Instructions for Dropwizard (example app)

With Dropwizard you can easily expose WebJars through the AssetsBundle.

addBundle(new AssetsBundle("/META-INF/resources/webjars", 0, "/webjars"));

Now you can reference a WebJar asset like:

<link rel='stylesheet' href='/webjars/bootstrap/3.1.0/css/bootstrap.min.css'>

Instructions for Spring Boot (example app)

Spring Boot automatically configures Spring to map requests for /webjars to the /META-INF/resources/webjars directory of all the JARs in the CLASSPATH.

Maven Example

First add a WebJar as a dependency, then reference a WebJar asset like:

<link rel='stylesheet' href='/webjars/bootstrap/3.1.0/css/bootstrap.min.css'>

Instructions for Spring MVC

Spring MVC makes it easy to expose static assets in JAR files using ResourceHandlers.

Maven Example (example app)

Configure Spring to map requests for /webjars to the /META-INF/resources/webjars directory.

Instructions for Apache Tapestry (example app)

Apache Tapestry makes it easy to expose static assets in JAR files using contributeClasspathAssetAliasManager.
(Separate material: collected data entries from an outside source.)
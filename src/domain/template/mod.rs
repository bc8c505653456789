//! Node template engine: lexer, parser and renderer

pub mod lexer;
pub mod parser;
pub mod renderer;

/// User-facing inline tag
pub const NODE_TAG: &str = "node";
/// User-facing block tag
pub const BLOCK_TAG: &str = "blocknode";
/// Closing tag of the block form
pub const END_BLOCK_TAG: &str = "endblocknode";
/// Machine-inserted initialization tag, never written by template authors
pub const INIT_TAG: &str = "__djedi__init__";

// Re-export main types
pub use lexer::{filter_stream, Lexer, Token};
pub use parser::{
    Expr, NodeRef, Parser, PendingNode, Statement, TagInvocation, TagKind, Template, Value,
};
pub use renderer::{Context, Renderer};

/// Normalize a block body: strip leading/trailing newlines, then dedent
pub fn normalize_block(text: &str) -> String {
    dedent(text.trim_matches(|c| c == '\n' || c == '\r'))
}

/// Remove the common leading-whitespace prefix from every line.
///
/// Whitespace-only lines are ignored when computing the prefix and come out
/// empty.
pub fn dedent(text: &str) -> String {
    let prefix = text
        .lines()
        .filter(|line| !line.trim().is_empty())
        .map(leading_whitespace)
        .reduce(common_prefix)
        .unwrap_or("");

    let mut lines = Vec::new();
    for line in text.lines() {
        if let Some(stripped) = line.strip_prefix(prefix) {
            lines.push(stripped);
        } else {
            // Only whitespace-only lines can miss the common prefix
            lines.push("");
        }
    }
    lines.join("\n")
}

fn leading_whitespace(line: &str) -> &str {
    &line[..line.len() - line.trim_start().len()]
}

fn common_prefix<'a>(a: &'a str, b: &'a str) -> &'a str {
    let mut end = 0;
    for (ca, cb) in a.chars().zip(b.chars()) {
        if ca != cb {
            break;
        }
        end += ca.len_utf8();
    }
    &a[..end]
}

#[cfg(test)]
mod tests {
    use super::*;

    #[test]
    fn test_dedent_uniform_indent() {
        assert_eq!(dedent("    a\n    b"), "a\nb");
    }

    #[test]
    fn test_dedent_mixed_depths() {
        assert_eq!(dedent("    a\n      b\n    c"), "a\n  b\nc");
    }

    #[test]
    fn test_dedent_no_indent() {
        assert_eq!(dedent("a\nb"), "a\nb");
    }

    #[test]
    fn test_dedent_ignores_blank_lines() {
        assert_eq!(dedent("    a\n\n    b"), "a\n\nb");
    }

    #[test]
    fn test_dedent_whitespace_only_line() {
        // A shorter whitespace-only line must not shrink the prefix
        assert_eq!(dedent("    a\n  \n    b"), "a\n\nb");
    }

    #[test]
    fn test_dedent_tabs() {
        assert_eq!(dedent("\ta\n\tb"), "a\nb");
    }

    #[test]
    fn test_normalize_block_strips_edge_newlines() {
        assert_eq!(normalize_block("\n    Hello\n    World\n"), "Hello\nWorld");
    }

    #[test]
    fn test_normalize_block_keeps_inner_blank_lines() {
        assert_eq!(normalize_block("\na\n\nb\n"), "a\n\nb");
    }

    #[test]
    fn test_normalize_block_empty() {
        assert_eq!(normalize_block(""), "");
        assert_eq!(normalize_block("\n\n"), "");
    }

    #[test]
    fn test_normalize_block_keeps_leading_spaces_on_single_line() {
        // A single line's whole indent is the common prefix
        assert_eq!(normalize_block("   centered   "), "centered   ");
    }
}
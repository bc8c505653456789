//! CLI layer - Command-line interface

pub mod commands;
pub mod output;

pub use commands::{Cli, Commands};
pub use output::format_scan_report;
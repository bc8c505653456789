//! CLI command definitions

use clap::{Parser, Subcommand};
use std::path::PathBuf;

#[derive(Parser, Debug)]
#[command(name = "djedi")]
#[command(about = "CMS content-node tags for templates", long_about = None)]
#[command(version)]
pub struct Cli {
    #[command(subcommand)]
    pub command: Commands,
}

#[derive(Subcommand, Debug)]
pub enum Commands {
    /// Render a template file
    Render {
        /// Template file to render
        template: PathBuf,

        /// Content file (TOML [nodes] table)
        #[arg(short, long)]
        content: Option<PathBuf>,

        /// Context variable (repeatable)
        #[arg(long = "var", value_name = "KEY=VALUE")]
        vars: Vec<String>,

        /// Config file (default: djedi.toml next to the template)
        #[arg(long)]
        config: Option<PathBuf>,

        /// Disable editor affordances
        #[arg(long)]
        no_edit: bool,
    },

    /// List node references in a directory of templates
    Scan {
        /// Directory to walk (default: current directory)
        #[arg(default_value = ".")]
        dir: PathBuf,

        /// Template file extension to scan
        #[arg(long, default_value = "html")]
        ext: String,
    },
}
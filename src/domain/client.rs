//! Content lookup seam

use crate::domain::node::{ContentNode, NodeUri};
use crate::error::Result;

/// Content-lookup service the engine resolves nodes through.
///
/// `lazy` signals that the caller does not need the content until output
/// time, so a backend may defer its IO. The in-memory client resolves
/// immediately since its lookups are free.
pub trait ContentClient {
    fn get(&self, uri: &NodeUri, default: &str, lazy: bool) -> Result<ContentNode>;
}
Instructions for Apache Wicket (example app)

The Wicket integration of Webjars uses a special IResourceFinder implementation to map Webjars resources.

Instructions for Pippo

The Pippo integration of Webjars is pretty straightforward.

Instructions for Ring (example app)

Ring makes it easy to expose WebJars through the wrap-resource function.

Instructions for Dandelion

Dandelion provides a WebJars integration via a dedicated locator for WebJars.

Instructions for Vert.x Web

The Vert.x Web StaticHandler can resolve file paths from both the filesystem and the classpath.

Instructions for Quarkus

Quarkus support the use of WebJars by default and also adds a WebJar Locator to reference WebJars without the version.

Instructions for Ktor (Sample Source)

Add the webjars-locator-lite dependency and your WebJars, then define a routing path with the locator.